TASK DESCRIPTION: Below are the records; copy exactly the stretch from the line containing "use crate::domain::expenses::ui::list::ExpensesList;" through the line containing "let is_active = move", both ends included, and nothing else.

+-------+

use leptos::prelude::*;

/// Centralized modal visibility service, provided at the app root.
#[derive(Clone, Copy)]
pub struct ModalService {
    is_visible: RwSignal<bool>,
}

impl ModalService {
    pub fn new() -> Self {
        Self {
            is_visible: RwSignal::new(false),
        }
    }

    pub fn show(&self) {
        self.is_visible.set(true);
    }

    pub fn hide(&self) {
        self.is_visible.set(false);
    }

    pub fn is_open(&self) -> bool {
        self.is_visible.get()
    }
}

/// Modal overlay. Clicking outside the content closes it.
#[component]
pub fn Modal(children: ChildrenFn) -> impl IntoView {
    let modal = use_context::<ModalService>().expect("ModalService not provided in context");

    view! {
        {move || {
            if modal.is_visible.get() {
                view! {
                    <div class="modal-overlay" on:click=move |_| modal.hide()>
                        <div class="modal-content" on:click=|e| e.stop_propagation()>
                            {children()}
                        </div>
                    </div>
                }
                    .into_any()
            } else {
                view! { <></> }.into_any()
            }
        }}
    }
}
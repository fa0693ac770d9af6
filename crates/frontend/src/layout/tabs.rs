//! Tabbed center area: one tab per open page, content kept alive while the
//! tab stays open.

use crate::domain::closings::ui::list::ClosingHistoryList;
use crate::domain::closings::ui::new_closing::NewClosingPage;
use crate::domain::expenses::ui::list::ExpensesList;
use crate::domain::vehicles::ui::list::VehiclesList;
use crate::layout::global_context::{AppGlobalContext, Tab as TabData};
use leptos::ev;
use leptos::prelude::*;

pub fn tab_label_for_key(key: &str) -> &'static str {
    match key {
        "closings_new" => "Nuevo cierre de caja",
        "closings_history" => "Historial de cierres",
        "expenses" => "Gastos",
        "vehicles" => "Vehículos",
        _ => "Página",
    }
}

#[component]
fn TabPage(tab: TabData, tabs_store: AppGlobalContext) -> impl IntoView {
    let tab_key = tab.key.clone();
    let tab_key_for_active_check = tab_key.clone();

    let is_active = move || tabs_store.active.get().as_ref() == Some(&tab_key_for_active_check);

    let content = match tab_key.as_str() {
        "closings_new" => view! { <NewClosingPage /> }.into_any(),
        "closings_history" => view! { <ClosingHistoryList /> }.into_any(),
        "expenses" => view! { <ExpensesList /> }.into_any(),
        "vehicles" => view! { <VehiclesList /> }.into_any(),
        other => {
            leptos::logging::log!("Unknown tab key: {}", other);
            view! { <div class="placeholder">"Página no disponible"</div> }.into_any()
        }
    };

    view! {
        <div class="tab-page" class:hidden=move || !is_active() data-tab-key=tab_key>
            {content}
        </div>
    }
}

#[component]
fn TabHandle(tab: TabData) -> impl IntoView {
    let tabs_store = leptos::context::use_context::<AppGlobalContext>()
        .expect("AppGlobalContext context not found");

    let tab_for_active = tab.clone();
    let is_active =
        Memo::new(move |_| tabs_store.active.get().as_deref() == Some(&tab_for_active.key));

    let tab_for_click = tab.clone();
    let on_click = move |_| tabs_store.activate_tab(&tab_for_click.key);

    let tab_for_close = tab.clone();
    let on_close = move |ev: ev::MouseEvent| {
        ev.stop_propagation();
        tabs_store.close_tab(&tab_for_close.key);
    };

    view! {
        <div class="tab" class:active=is_active on:click=on_click>
            <span>{tab.title}</span>
            <button class="tab-close" on:click=on_close>"×"</button>
        </div>
    }
}

#[component]
pub fn Tabs() -> impl IntoView {
    let tabs_store = leptos::context::use_context::<AppGlobalContext>()
        .expect("AppGlobalContext context not found");

    view! {
        <div class="tabs-container">
            <div class="tabs-bar">
                <For
                    each=move || tabs_store.opened.get()
                    key=|tab| tab.key.clone()
                    children=move |tab| {
                        view! { <TabHandle tab=tab /> }
                    }
                />
            </div>
            <div class="tab-content">
                <For
                    each=move || tabs_store.opened.get()
                    key=|tab| tab.key.clone()
                    children=move |tab: TabData| {
                        view! { <TabPage tab=tab tabs_store=tabs_store /> }
                    }
                />
            </div>
        </div>
    }
}
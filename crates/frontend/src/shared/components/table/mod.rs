pub mod number_format;
pub mod table_cell_checkbox;
pub mod table_cell_money;
pub mod table_header_checkbox;

pub use table_cell_checkbox::TableCellCheckbox;
pub use table_cell_money::TableCellMoney;
pub use table_header_checkbox::TableHeaderCheckbox;
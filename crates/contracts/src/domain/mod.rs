pub mod closing;
pub mod expense;
pub mod provider;
pub mod reconciliation;
pub mod transaction;
pub mod vehicle;
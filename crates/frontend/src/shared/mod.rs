pub mod api_utils;
pub mod components;
pub mod date_utils;
pub mod export;
pub mod icons;
pub mod list_utils;
pub mod modal;
pub mod page_frame;
pub mod page_standard;
pub mod print;
pub mod global_context;
pub mod sidebar;
pub mod tabs;
pub mod top_header;

use leptos::prelude::*;
use top_header::TopHeader;

/// Main application shell.
///
/// ```text
/// +----------------------------------+
/// |            TopHeader             |
/// +----------------------------------+
/// |  Sidebar  |       Content        |
/// |  (Left)   |      (Center)        |
/// +----------------------------------+
/// ```
#[component]
pub fn Shell<L, C>(left: L, center: C) -> impl IntoView
where
    L: Fn() -> AnyView + 'static + Send,
    C: Fn() -> AnyView + 'static + Send,
{
    // Sidebar visibility is driven by AppGlobalContext internally.
    view! {
        <div class="app-layout">
            <TopHeader />

            <div class="app-body">
                {left()}

                <div class="app-main">
                    {center()}
                </div>
            </div>
        </div>
    }
}
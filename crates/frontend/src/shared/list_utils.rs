//! Client-side list helpers: text search, sorting and offset pagination.

use std::cmp::Ordering;

/// Rows that can be matched against a free-text filter.
pub trait Searchable {
    /// Case handling is up to the implementation; callers pass the filter
    /// already trimmed.
    fn matches_filter(&self, filter: &str) -> bool;
}

/// Rows that can be compared by a named column.
pub trait Sortable {
    fn compare_by_field(&self, other: &Self, field: &str) -> Ordering;
}

pub fn filter_list<T: Searchable + Clone>(items: Vec<T>, filter: &str) -> Vec<T> {
    let filter = filter.trim();
    if filter.is_empty() {
        return items;
    }
    items
        .into_iter()
        .filter(|item| item.matches_filter(filter))
        .collect()
}

pub fn sort_list<T: Sortable>(items: &mut [T], field: &str, ascending: bool) {
    items.sort_by(|a, b| {
        let cmp = a.compare_by_field(b, field);
        if ascending {
            cmp
        } else {
            cmp.reverse()
        }
    });
}

pub fn get_sort_class(current_field: &str, field: &str) -> &'static str {
    if current_field == field {
        "table__sort-indicator table__sort-indicator--active"
    } else {
        "table__sort-indicator"
    }
}

pub fn get_sort_indicator(current_field: &str, field: &str, ascending: bool) -> &'static str {
    if current_field != field {
        ""
    } else if ascending {
        "▲"
    } else {
        "▼"
    }
}

/// Width of the numbered page window shown by the pagination controls.
pub const PAGE_WINDOW: usize = 5;

pub fn total_pages(total_items: usize, page_size: usize) -> usize {
    if total_items == 0 || page_size == 0 {
        0
    } else {
        (total_items + page_size - 1) / page_size
    }
}

/// One page of `items` under classic offset pagination (0-indexed page).
pub fn page_slice<T: Clone>(items: &[T], page: usize, page_size: usize) -> Vec<T> {
    let start = page * page_size;
    if start >= items.len() {
        return Vec::new();
    }
    let end = (start + page_size).min(items.len());
    items[start..end].to_vec()
}

/// Entry of the numbered pagination bar.
#[derive(Debug, Clone, Copy, PartialEq, Eq)]
pub enum PageItem {
    Page(usize),
    Ellipsis,
}

/// Numbered page buttons around `current`, at most [`PAGE_WINDOW`] of them,
/// with first/last pages and ellipses when the count exceeds the window.
pub fn page_window(current: usize, total_pages: usize) -> Vec<PageItem> {
    if total_pages <= PAGE_WINDOW {
        return (0..total_pages).map(PageItem::Page).collect();
    }

    let start = current
        .saturating_sub(PAGE_WINDOW / 2)
        .min(total_pages - PAGE_WINDOW);
    let end = start + PAGE_WINDOW;

    let mut items = Vec::new();
    if start > 0 {
        items.push(PageItem::Page(0));
        if start > 1 {
            items.push(PageItem::Ellipsis);
        }
    }
    items.extend((start..end).map(PageItem::Page));
    if end < total_pages {
        if end < total_pages - 1 {
            items.push(PageItem::Ellipsis);
        }
        items.push(PageItem::Page(total_pages - 1));
    }
    items
}

#[cfg(test)]
mod tests {
    use super::*;

    #[derive(Clone)]
    struct Row(&'static str);

    impl Searchable for Row {
        fn matches_filter(&self, filter: &str) -> bool {
            self.0.to_lowercase().contains(&filter.to_lowercase())
        }
    }

    #[test]
    fn filter_is_case_insensitive_substring() {
        let rows = vec![Row("Moto Andina"), Row("Inversiones Norte")];
        let hits = filter_list(rows, "andina");
        assert_eq!(hits.len(), 1);
        assert_eq!(hits[0].0, "Moto Andina");
    }

    #[test]
    fn empty_filter_keeps_everything() {
        let rows = vec![Row("a"), Row("b")];
        assert_eq!(filter_list(rows, "   ").len(), 2);
    }

    #[test]
    fn pagination_of_23_items_by_10() {
        let items: Vec<usize> = (0..23).collect();
        assert_eq!(total_pages(items.len(), 10), 3);
        // Page 3 (index 2) holds items 21–23, i.e. indices 20..23.
        assert_eq!(page_slice(&items, 2, 10), vec![20, 21, 22]);
        assert_eq!(page_slice(&items, 3, 10), Vec::<usize>::new());
    }

    #[test]
    fn total_pages_edge_cases() {
        assert_eq!(total_pages(0, 10), 0);
        assert_eq!(total_pages(10, 10), 1);
        assert_eq!(total_pages(11, 10), 2);
    }

    #[test]
    fn window_shows_all_pages_when_few() {
        assert_eq!(
            page_window(1, 3),
            vec![PageItem::Page(0), PageItem::Page(1), PageItem::Page(2)]
        );
    }

    #[test]
    fn window_adds_trailing_ellipsis() {
        assert_eq!(
            page_window(0, 10),
            vec![
                PageItem::Page(0),
                PageItem::Page(1),
                PageItem::Page(2),
                PageItem::Page(3),
                PageItem::Page(4),
                PageItem::Ellipsis,
                PageItem::Page(9),
            ]
        );
    }

    #[test]
    fn window_adds_leading_ellipsis() {
        assert_eq!(
            page_window(9, 10),
            vec![
                PageItem::Page(0),
                PageItem::Ellipsis,
                PageItem::Page(5),
                PageItem::Page(6),
                PageItem::Page(7),
                PageItem::Page(8),
                PageItem::Page(9),
            ]
        );
    }

    #[test]
    fn window_centers_on_current() {
        assert_eq!(
            page_window(5, 10),
            vec![
                PageItem::Page(0),
                PageItem::Ellipsis,
                PageItem::Page(3),
                PageItem::Page(4),
                PageItem::Page(5),
                PageItem::Page(6),
                PageItem::Page(7),
                PageItem::Ellipsis,
                PageItem::Page(9),
            ]
        );
    }
}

+-------+

EXPECTED OUTPUT:
use crate::domain::expenses::ui::list::ExpensesList;
use crate::domain::vehicles::ui::list::VehiclesList;
use crate::layout::global_context::{AppGlobalContext, Tab as TabData};
use leptos::ev;
use leptos::prelude::*;

pub fn tab_label_for_key(key: &str) -> &'static str {
    match key {
        "closings_new" => "Nuevo cierre de caja",
        "closings_history" => "Historial de cierres",
        "expenses" => "Gastos",
        "vehicles" => "Vehículos",
        _ => "Página",
    }
}

#[component]
fn TabPage(tab: TabData, tabs_store: AppGlobalContext) -> impl IntoView {
    let tab_key = tab.key.clone();
    let tab_key_for_active_check = tab_key.clone();

    let is_active = move || tabs_store.active.get().as_ref() == Some(&tab_key_for_active_check);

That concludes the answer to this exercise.